Herbivory, inbreeding, and trichome density contribute to variation in Mimulus guttatus foliar volatile phenotype
Plants have evolved a variety of chemical and physical traits as mechanisms of defense against herbivores. The volatile compounds emitted by plant foliage play a well-established role in defense. Although plants constitutively release volatile compounds that can deter herbivores, herbivory also induces changes in volatile phenotype. Induced volatile compounds can repel herbivores by indicating reduced host plant quality, or they can function as an indirect defense by attracting herbivore enemies. Some plants also contain trichomes, leaf hairs that act as a physical obstacle that inhibits insect movement. Previous studies have found interactions between trichomes and other plant defense traits that range from synergistic to antagonistic in mediating insect behavior. Inbreeding is a common population-level process in plants that accentuates the phenotypic effects of deleterious recessive alleles and could disrupt biosynthesis of volatile compounds. We investigated the roles of herbivory, trichome density, inbreeding effects, and their interactions in foliar volatile production in the mixed-mating herb Mimulus guttatus. We collected volatile samples from M. guttatus in a 2x2x2 factorial design with herbivory (damaged or undamaged), trichome density (high or low), and pollination (inbred or outbred) as treatments.

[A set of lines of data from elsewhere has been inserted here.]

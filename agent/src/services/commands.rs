// File: agent/src/services/commands.rs
use std::process::Stdio;
use tokio::io::{AsyncBufReadExt, AsyncRead, BufReader};
use tokio::process::Command as AsyncCommand;
use tokio::task::JoinHandle;
use tracing::{debug, info};

use crate::error::AgentError;
use crate::types::CommandLine;

/// Output of a command that exited successfully.
#[derive(Debug, Clone, Default)]
pub struct CommandOutput {
    pub stdout: String,
    pub stderr: String,
}

pub async fn execute_command(command: &CommandLine) -> Result<CommandOutput, AgentError> {
    debug!("Executing command: {}", command);

    let output = AsyncCommand::new(&command.program)
        .args(&command.args)
        .stdin(Stdio::null())
        .output()
        .await
        .map_err(|source| AgentError::Spawn {
            command: command.to_string(),
            source,
        })?;

    let stdout = String::from_utf8_lossy(&output.stdout).to_string();
    let stderr = String::from_utf8_lossy(&output.stderr).to_string();

    if output.status.success() {
        Ok(CommandOutput { stdout, stderr })
    } else {
        let error_msg = if !stderr.trim().is_empty() { stderr } else { stdout };
        Err(AgentError::Failed {
            command: command.to_string(),
            status: output.status.code().unwrap_or(-1),
            stderr: error_msg.trim().to_string(),
        })
    }
}

/// Runs `producer | consumer`, streaming the producer's stdout into the consumer's stdin.
///
/// Both processes are always reaped. The consumer's failure is reported first since a
/// receiver that bails out early also breaks the producer's pipe.
pub async fn execute_pipeline(
    producer: &CommandLine,
    consumer: &CommandLine,
) -> Result<u64, AgentError> {
    debug!("Executing pipeline: {} | {}", producer, consumer);

    let mut send = AsyncCommand::new(&producer.program)
        .args(&producer.args)
        .stdin(Stdio::null())
        .stdout(Stdio::piped())
        .stderr(Stdio::piped())
        .kill_on_drop(true)
        .spawn()
        .map_err(|source| AgentError::Spawn {
            command: producer.to_string(),
            source,
        })?;

    let mut recv = AsyncCommand::new(&consumer.program)
        .args(&consumer.args)
        .stdin(Stdio::piped())
        .stdout(Stdio::piped())
        .stderr(Stdio::piped())
        .kill_on_drop(true)
        .spawn()
        .map_err(|source| AgentError::Spawn {
            command: consumer.to_string(),
            source,
        })?;

    let pipe_error = |source: std::io::Error| AgentError::Pipe {
        producer: producer.to_string(),
        consumer: consumer.to_string(),
        source,
    };

    let mut stream = send
        .stdout
        .take()
        .ok_or_else(|| pipe_error(std::io::Error::other("producer stdout not captured")))?;
    let mut sink = recv
        .stdin
        .take()
        .ok_or_else(|| pipe_error(std::io::Error::other("consumer stdin not captured")))?;

    // Drain side streams continuously so neither process stalls on a full pipe
    let send_stderr = drain_lines(send.stderr.take(), "send");
    let recv_stderr = drain_lines(recv.stderr.take(), "recv");
    let recv_stdout = drain_lines(recv.stdout.take(), "recv");

    let copied = tokio::io::copy(&mut stream, &mut sink).await;
    drop(sink);
    drop(stream);

    let send_status = send.wait().await.map_err(pipe_error)?;
    let recv_status = recv.wait().await.map_err(pipe_error)?;

    let send_stderr = send_stderr.await.unwrap_or_default();
    let recv_stderr = recv_stderr.await.unwrap_or_default();
    let recv_stdout = recv_stdout.await.unwrap_or_default();

    if !recv_status.success() {
        let message = if recv_stderr.trim().is_empty() {
            recv_stdout
        } else {
            recv_stderr
        };
        return Err(AgentError::Failed {
            command: consumer.to_string(),
            status: recv_status.code().unwrap_or(-1),
            stderr: message.trim().to_string(),
        });
    }

    if !send_status.success() {
        return Err(AgentError::Failed {
            command: producer.to_string(),
            status: send_status.code().unwrap_or(-1),
            stderr: send_stderr.trim().to_string(),
        });
    }

    let bytes = copied.map_err(pipe_error)?;
    info!("Pipeline completed: {} bytes streamed", bytes);
    Ok(bytes)
}

fn drain_lines<R>(stream: Option<R>, label: &'static str) -> JoinHandle<String>
where
    R: AsyncRead + Unpin + Send + 'static,
{
    tokio::spawn(async move {
        let mut collected = String::new();
        let Some(stream) = stream else {
            return collected;
        };

        let mut reader = BufReader::new(stream);
        let mut line = String::new();
        while let Ok(bytes_read) = reader.read_line(&mut line).await {
            if bytes_read == 0 {
                break;
            }
            debug!("{}: {}", label, line.trim_end());
            collected.push_str(&line);
            line.clear();
        }
        collected
    })
}
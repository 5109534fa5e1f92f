//! This module provides reusable test utilities:
//! - An in-memory ZFS implementing the storage trait
//! - Test configuration builders
//! - Common test data

// Allow unused code in test fixtures - not every test binary uses every helper
#![allow(dead_code)]
#![allow(unused_imports)]

pub mod mock_storage;

// Re-export commonly used items
pub use mock_storage::{FakeDataset, FakeSnapshot, MockZfs};
pub use test_config::{config_with_roots, TestConfigBuilder};
pub use test_data::*;
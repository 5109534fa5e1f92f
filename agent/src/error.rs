//! Error types for ZFS command execution.

use thiserror::Error;

/// Errors raised while invoking the `zfs` binary.
#[derive(Debug, Error)]
pub enum AgentError {
    /// The process could not be started at all.
    #[error("failed to spawn `{command}`: {source}")]
    Spawn {
        command: String,
        #[source]
        source: std::io::Error,
    },

    /// The process ran and exited unsuccessfully.
    #[error("`{command}` exited with status {status}: {stderr}")]
    Failed {
        command: String,
        status: i32,
        stderr: String,
    },

    /// The named dataset or snapshot does not exist.
    #[error("dataset does not exist: {0}")]
    DatasetNotFound(String),

    /// Destroy refused because of a user hold or a dependent clone.
    #[error("{target} is busy (held or cloned): {stderr}")]
    Busy { target: String, stderr: String },

    /// `zfs list` produced output we could not interpret.
    #[error("unexpected output from `{command}`: {reason}")]
    Parse { command: String, reason: String },

    /// The send stream could not be piped into the receiver.
    #[error("pipe from `{producer}` into `{consumer}` failed: {source}")]
    Pipe {
        producer: String,
        consumer: String,
        #[source]
        source: std::io::Error,
    },
}

impl AgentError {
    /// True when the failure was caused by a hold or clone reference.
    pub fn is_busy(&self) -> bool {
        matches!(self, AgentError::Busy { .. })
    }

    pub fn is_not_found(&self) -> bool {
        matches!(self, AgentError::DatasetNotFound(_))
    }
}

We quantified volatile compounds using a gas chromatograph coupled with a flame ionization detector.
The foliar volatile phenotype of M. guttatus comprised 21 compounds and exhibited significant quantitative and qualitative changes in response to herbivory. Total volatile mass was over 3 times greater in damaged than undamaged plants, and this effect was significant regardless of pollination regime and trichome density. This difference was primarily explained by increased emission of 6 of the most abundant compounds, suggesting that these compounds function in defense against herbivores. For the highest-mass compound, emission in undamaged plants was 2.3 times higher in low-trichome than high-trichome plants, indicating a potential tradeoff between these physical and chemical defense traits. Two other compounds exhibited a significant inbreeding effect. In particular, for both compounds emission was significantly higher in outbred than inbred damaged plants, and increased emission in response to herbivory was significantly higher for outbred than inbred plants. These findings suggest that inbreeding could inhibit increased production of these compounds as a defense response, potentially increasing vulnerability to herbivores. Future work will examine the role of these volatile phenotypic differences in resistance of M. guttatus to its specialist herbivore Junonia coenia. These results will have broader implications for the evolution and ecology of plant-herbivore interactions and the evolution of plant mating systems.